* _What is being asked_
Write down exactly the lines of the records below, beginning with the first and ending with the line that includes "pub fn handle_list(archive: PathBuf, long: bool)".
-----
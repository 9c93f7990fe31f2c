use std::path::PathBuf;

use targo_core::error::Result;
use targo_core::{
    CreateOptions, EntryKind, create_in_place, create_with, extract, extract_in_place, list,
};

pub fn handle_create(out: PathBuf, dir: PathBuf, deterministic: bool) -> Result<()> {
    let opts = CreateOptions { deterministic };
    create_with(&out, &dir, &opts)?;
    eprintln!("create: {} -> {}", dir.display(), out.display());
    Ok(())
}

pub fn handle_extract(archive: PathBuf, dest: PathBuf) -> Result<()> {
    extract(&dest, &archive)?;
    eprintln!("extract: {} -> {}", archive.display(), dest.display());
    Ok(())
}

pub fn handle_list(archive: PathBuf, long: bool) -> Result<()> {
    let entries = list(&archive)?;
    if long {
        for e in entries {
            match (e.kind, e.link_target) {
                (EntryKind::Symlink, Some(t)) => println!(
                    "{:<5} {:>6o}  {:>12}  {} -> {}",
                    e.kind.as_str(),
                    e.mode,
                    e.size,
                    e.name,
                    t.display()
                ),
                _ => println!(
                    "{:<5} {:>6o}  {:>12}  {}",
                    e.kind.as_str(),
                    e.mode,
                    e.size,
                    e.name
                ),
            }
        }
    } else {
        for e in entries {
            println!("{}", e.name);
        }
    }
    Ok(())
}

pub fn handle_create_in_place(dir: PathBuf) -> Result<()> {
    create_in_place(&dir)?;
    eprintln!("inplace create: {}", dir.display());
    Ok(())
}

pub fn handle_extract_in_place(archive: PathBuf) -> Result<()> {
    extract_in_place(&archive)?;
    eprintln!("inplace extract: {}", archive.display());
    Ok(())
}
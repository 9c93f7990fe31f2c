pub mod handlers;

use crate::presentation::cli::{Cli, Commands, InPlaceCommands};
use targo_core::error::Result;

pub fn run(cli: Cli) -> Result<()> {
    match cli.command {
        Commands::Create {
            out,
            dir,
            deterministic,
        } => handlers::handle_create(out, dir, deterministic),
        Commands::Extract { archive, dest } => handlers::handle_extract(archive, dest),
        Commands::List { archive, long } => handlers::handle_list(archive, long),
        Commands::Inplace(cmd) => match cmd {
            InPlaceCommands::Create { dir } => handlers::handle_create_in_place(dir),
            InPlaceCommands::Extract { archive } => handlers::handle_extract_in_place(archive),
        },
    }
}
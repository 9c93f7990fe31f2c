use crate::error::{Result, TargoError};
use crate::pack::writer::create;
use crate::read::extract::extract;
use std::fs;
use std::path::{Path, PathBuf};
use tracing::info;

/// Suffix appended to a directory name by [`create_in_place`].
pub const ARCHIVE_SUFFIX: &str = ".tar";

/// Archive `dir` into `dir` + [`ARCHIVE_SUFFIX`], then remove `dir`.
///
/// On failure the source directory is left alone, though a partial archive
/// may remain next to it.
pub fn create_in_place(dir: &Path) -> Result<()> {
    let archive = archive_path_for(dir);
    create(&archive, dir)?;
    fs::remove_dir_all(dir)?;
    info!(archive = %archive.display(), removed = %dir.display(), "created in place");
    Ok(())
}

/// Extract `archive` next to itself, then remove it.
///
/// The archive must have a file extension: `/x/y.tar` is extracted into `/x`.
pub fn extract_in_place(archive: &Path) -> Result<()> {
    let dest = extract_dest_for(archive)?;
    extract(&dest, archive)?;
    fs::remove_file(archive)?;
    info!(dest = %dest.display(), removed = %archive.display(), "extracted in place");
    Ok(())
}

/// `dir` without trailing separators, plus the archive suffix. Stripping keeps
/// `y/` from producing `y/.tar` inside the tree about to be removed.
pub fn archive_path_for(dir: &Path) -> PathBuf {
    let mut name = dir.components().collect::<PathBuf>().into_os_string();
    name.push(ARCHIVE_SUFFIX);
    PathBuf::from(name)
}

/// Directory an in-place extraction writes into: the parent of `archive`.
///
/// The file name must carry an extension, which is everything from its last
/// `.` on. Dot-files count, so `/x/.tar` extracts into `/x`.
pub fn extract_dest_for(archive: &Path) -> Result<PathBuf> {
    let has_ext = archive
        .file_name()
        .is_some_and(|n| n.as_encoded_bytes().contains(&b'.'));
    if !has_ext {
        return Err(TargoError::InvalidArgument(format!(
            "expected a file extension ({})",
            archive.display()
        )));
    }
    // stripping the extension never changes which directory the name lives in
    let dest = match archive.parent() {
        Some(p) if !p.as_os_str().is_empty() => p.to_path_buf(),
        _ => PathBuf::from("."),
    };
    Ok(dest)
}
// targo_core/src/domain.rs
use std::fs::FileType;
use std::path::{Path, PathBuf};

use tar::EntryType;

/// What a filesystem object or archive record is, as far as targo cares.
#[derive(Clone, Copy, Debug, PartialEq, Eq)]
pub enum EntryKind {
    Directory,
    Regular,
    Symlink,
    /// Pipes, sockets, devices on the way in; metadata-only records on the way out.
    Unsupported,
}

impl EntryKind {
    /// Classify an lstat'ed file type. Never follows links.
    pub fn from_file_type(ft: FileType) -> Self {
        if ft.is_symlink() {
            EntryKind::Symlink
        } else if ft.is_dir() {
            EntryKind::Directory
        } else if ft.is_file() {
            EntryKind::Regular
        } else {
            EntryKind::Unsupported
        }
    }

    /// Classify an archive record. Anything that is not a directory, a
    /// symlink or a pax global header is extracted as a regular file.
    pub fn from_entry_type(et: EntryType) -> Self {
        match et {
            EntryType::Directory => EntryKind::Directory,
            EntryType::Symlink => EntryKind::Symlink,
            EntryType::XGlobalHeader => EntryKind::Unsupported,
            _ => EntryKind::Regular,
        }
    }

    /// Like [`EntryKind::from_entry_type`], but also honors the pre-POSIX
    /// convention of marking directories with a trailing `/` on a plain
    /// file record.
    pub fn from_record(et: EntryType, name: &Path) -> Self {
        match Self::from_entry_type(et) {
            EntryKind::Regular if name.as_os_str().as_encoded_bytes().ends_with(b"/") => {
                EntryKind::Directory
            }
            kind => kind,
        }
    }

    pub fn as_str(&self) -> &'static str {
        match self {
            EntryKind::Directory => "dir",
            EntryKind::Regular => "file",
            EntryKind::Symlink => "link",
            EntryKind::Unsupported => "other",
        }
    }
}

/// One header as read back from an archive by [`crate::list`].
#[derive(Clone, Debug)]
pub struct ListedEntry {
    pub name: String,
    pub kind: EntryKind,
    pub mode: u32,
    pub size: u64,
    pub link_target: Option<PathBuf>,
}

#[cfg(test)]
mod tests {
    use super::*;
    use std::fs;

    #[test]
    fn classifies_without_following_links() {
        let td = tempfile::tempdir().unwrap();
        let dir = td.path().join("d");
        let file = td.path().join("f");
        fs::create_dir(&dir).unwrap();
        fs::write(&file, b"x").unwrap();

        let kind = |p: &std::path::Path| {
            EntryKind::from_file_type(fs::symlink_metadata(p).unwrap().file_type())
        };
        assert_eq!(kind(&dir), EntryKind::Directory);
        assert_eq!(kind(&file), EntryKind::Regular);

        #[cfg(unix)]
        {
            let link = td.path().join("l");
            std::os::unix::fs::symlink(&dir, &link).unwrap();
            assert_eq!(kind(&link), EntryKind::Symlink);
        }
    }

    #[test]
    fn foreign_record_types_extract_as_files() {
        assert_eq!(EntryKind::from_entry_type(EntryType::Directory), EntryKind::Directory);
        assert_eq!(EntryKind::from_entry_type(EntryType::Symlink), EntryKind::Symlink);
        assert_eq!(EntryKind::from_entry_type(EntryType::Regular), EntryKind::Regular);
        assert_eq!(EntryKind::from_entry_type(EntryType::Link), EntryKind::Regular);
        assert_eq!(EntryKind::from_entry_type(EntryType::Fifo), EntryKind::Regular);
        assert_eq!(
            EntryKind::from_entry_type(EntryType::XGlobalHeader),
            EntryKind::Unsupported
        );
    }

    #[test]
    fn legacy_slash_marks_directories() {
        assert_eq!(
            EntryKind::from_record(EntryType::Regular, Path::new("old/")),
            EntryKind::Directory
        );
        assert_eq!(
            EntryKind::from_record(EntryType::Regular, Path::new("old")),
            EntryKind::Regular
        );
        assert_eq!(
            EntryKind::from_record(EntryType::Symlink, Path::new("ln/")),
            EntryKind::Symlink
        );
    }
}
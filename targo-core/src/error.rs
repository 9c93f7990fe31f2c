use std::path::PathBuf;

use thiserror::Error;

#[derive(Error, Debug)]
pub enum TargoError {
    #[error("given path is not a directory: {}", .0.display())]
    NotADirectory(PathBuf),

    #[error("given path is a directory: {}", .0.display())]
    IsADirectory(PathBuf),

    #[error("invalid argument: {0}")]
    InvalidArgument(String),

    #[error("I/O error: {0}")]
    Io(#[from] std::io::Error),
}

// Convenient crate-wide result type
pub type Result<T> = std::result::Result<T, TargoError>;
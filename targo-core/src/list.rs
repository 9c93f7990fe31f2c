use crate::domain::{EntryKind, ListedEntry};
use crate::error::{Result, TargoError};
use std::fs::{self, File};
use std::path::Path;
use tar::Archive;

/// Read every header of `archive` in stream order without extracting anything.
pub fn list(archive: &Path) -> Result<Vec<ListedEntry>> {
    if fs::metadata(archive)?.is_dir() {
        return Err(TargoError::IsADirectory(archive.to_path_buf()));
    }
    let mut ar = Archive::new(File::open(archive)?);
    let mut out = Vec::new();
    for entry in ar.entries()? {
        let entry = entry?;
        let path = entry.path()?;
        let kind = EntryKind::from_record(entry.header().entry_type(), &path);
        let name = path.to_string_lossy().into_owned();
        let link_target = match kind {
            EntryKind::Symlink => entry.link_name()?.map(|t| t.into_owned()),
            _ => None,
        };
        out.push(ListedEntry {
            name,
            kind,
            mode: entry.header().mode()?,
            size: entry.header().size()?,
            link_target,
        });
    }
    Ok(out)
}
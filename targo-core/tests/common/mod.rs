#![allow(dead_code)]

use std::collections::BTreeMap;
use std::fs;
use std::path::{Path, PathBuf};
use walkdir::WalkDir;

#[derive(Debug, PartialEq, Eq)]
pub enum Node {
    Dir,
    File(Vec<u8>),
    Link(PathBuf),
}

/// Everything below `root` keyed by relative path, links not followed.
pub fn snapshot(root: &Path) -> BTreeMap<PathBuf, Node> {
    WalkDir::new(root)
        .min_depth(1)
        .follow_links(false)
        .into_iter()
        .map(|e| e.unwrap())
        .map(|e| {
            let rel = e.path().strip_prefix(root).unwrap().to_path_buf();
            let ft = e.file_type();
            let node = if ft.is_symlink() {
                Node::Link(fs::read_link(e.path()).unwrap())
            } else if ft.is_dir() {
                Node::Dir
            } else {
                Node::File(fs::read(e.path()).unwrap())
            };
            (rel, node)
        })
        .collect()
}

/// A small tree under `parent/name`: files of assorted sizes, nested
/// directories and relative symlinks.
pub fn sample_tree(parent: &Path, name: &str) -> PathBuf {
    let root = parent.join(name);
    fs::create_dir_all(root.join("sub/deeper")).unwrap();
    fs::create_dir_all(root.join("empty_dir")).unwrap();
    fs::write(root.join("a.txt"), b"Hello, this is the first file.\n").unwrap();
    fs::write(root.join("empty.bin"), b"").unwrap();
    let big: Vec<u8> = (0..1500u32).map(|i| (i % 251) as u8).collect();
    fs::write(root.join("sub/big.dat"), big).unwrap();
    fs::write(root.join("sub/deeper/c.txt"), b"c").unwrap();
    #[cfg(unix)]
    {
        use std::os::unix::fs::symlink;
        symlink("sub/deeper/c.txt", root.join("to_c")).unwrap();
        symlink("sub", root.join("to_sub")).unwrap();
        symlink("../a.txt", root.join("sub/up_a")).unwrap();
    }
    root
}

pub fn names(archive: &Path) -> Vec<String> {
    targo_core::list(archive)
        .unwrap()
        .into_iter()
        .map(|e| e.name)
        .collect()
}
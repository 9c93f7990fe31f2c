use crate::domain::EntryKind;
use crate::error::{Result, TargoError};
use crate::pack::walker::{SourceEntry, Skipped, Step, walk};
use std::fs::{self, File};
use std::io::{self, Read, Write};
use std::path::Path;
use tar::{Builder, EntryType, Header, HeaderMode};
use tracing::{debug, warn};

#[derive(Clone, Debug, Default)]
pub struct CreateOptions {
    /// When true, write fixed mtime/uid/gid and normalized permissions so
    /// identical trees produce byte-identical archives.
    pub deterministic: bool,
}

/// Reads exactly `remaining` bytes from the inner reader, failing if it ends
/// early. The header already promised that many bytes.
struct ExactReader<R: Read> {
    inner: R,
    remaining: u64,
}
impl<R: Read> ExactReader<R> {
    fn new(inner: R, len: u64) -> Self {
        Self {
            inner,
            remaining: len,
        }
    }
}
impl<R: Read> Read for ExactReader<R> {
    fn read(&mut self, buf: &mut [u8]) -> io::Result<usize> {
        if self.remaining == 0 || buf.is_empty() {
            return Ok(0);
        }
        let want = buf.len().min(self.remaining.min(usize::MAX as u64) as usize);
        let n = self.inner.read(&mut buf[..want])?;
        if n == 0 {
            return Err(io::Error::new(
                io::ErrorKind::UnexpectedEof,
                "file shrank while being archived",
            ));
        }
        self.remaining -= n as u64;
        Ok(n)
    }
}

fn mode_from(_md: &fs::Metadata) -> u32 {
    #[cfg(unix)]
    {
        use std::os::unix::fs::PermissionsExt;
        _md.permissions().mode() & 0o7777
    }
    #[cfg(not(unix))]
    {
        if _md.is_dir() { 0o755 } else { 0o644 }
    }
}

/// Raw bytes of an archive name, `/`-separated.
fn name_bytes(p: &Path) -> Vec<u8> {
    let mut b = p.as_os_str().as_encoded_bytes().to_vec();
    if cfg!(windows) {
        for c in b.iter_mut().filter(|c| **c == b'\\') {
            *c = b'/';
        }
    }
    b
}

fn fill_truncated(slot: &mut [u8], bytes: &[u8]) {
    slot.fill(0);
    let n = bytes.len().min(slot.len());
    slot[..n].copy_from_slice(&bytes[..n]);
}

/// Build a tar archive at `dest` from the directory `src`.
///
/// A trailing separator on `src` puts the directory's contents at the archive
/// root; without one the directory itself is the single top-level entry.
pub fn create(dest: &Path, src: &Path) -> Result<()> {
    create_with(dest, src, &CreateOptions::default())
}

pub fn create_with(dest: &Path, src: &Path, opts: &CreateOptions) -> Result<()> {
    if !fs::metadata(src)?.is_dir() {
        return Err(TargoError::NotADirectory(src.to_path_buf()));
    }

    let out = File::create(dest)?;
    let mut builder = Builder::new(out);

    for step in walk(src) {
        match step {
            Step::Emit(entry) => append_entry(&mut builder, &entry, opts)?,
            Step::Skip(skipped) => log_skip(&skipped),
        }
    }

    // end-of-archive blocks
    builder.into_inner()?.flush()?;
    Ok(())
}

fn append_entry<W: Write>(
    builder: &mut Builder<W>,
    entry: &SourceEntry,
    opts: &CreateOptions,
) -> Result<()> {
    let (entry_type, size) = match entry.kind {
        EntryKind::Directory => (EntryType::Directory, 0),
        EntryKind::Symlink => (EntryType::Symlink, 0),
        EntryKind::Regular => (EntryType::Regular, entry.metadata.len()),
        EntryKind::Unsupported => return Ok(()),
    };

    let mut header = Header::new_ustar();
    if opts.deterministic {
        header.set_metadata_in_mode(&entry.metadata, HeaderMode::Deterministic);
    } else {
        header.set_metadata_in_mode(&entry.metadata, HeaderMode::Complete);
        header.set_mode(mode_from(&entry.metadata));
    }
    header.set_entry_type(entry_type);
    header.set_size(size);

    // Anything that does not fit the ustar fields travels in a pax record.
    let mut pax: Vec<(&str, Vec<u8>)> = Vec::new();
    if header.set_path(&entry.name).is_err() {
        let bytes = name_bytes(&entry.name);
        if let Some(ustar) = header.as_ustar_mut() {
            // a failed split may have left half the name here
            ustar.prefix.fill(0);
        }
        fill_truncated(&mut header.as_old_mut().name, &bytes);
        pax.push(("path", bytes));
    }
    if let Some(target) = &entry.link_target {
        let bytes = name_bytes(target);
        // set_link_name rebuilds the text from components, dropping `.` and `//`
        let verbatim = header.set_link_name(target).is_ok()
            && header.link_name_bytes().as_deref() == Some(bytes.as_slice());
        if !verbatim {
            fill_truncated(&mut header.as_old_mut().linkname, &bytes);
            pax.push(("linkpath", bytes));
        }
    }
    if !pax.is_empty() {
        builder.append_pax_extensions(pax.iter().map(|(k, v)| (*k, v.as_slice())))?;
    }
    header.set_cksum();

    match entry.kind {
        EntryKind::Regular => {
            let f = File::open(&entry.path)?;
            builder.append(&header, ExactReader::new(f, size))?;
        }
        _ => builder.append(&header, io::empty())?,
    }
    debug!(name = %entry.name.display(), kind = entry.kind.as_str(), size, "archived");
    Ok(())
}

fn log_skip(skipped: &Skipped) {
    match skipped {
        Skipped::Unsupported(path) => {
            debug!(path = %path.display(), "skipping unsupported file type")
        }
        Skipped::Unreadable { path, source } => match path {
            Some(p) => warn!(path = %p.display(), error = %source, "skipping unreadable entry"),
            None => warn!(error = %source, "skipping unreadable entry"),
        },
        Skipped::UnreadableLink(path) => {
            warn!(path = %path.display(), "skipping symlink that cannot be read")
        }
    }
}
-----
* _Problem solution_
repository 9c93f7990fe31f2c
use std::path::PathBuf;

use targo_core::error::Result;
use targo_core::{
    CreateOptions, EntryKind, create_in_place, create_with, extract, extract_in_place, list,
};

pub fn handle_create(out: PathBuf, dir: PathBuf, deterministic: bool) -> Result<()> {
    let opts = CreateOptions { deterministic };
    create_with(&out, &dir, &opts)?;
    eprintln!("create: {} -> {}", dir.display(), out.display());
    Ok(())
}

pub fn handle_extract(archive: PathBuf, dest: PathBuf) -> Result<()> {
    extract(&dest, &archive)?;
    eprintln!("extract: {} -> {}", archive.display(), dest.display());
    Ok(())
}

pub fn handle_list(archive: PathBuf, long: bool) -> Result<()> {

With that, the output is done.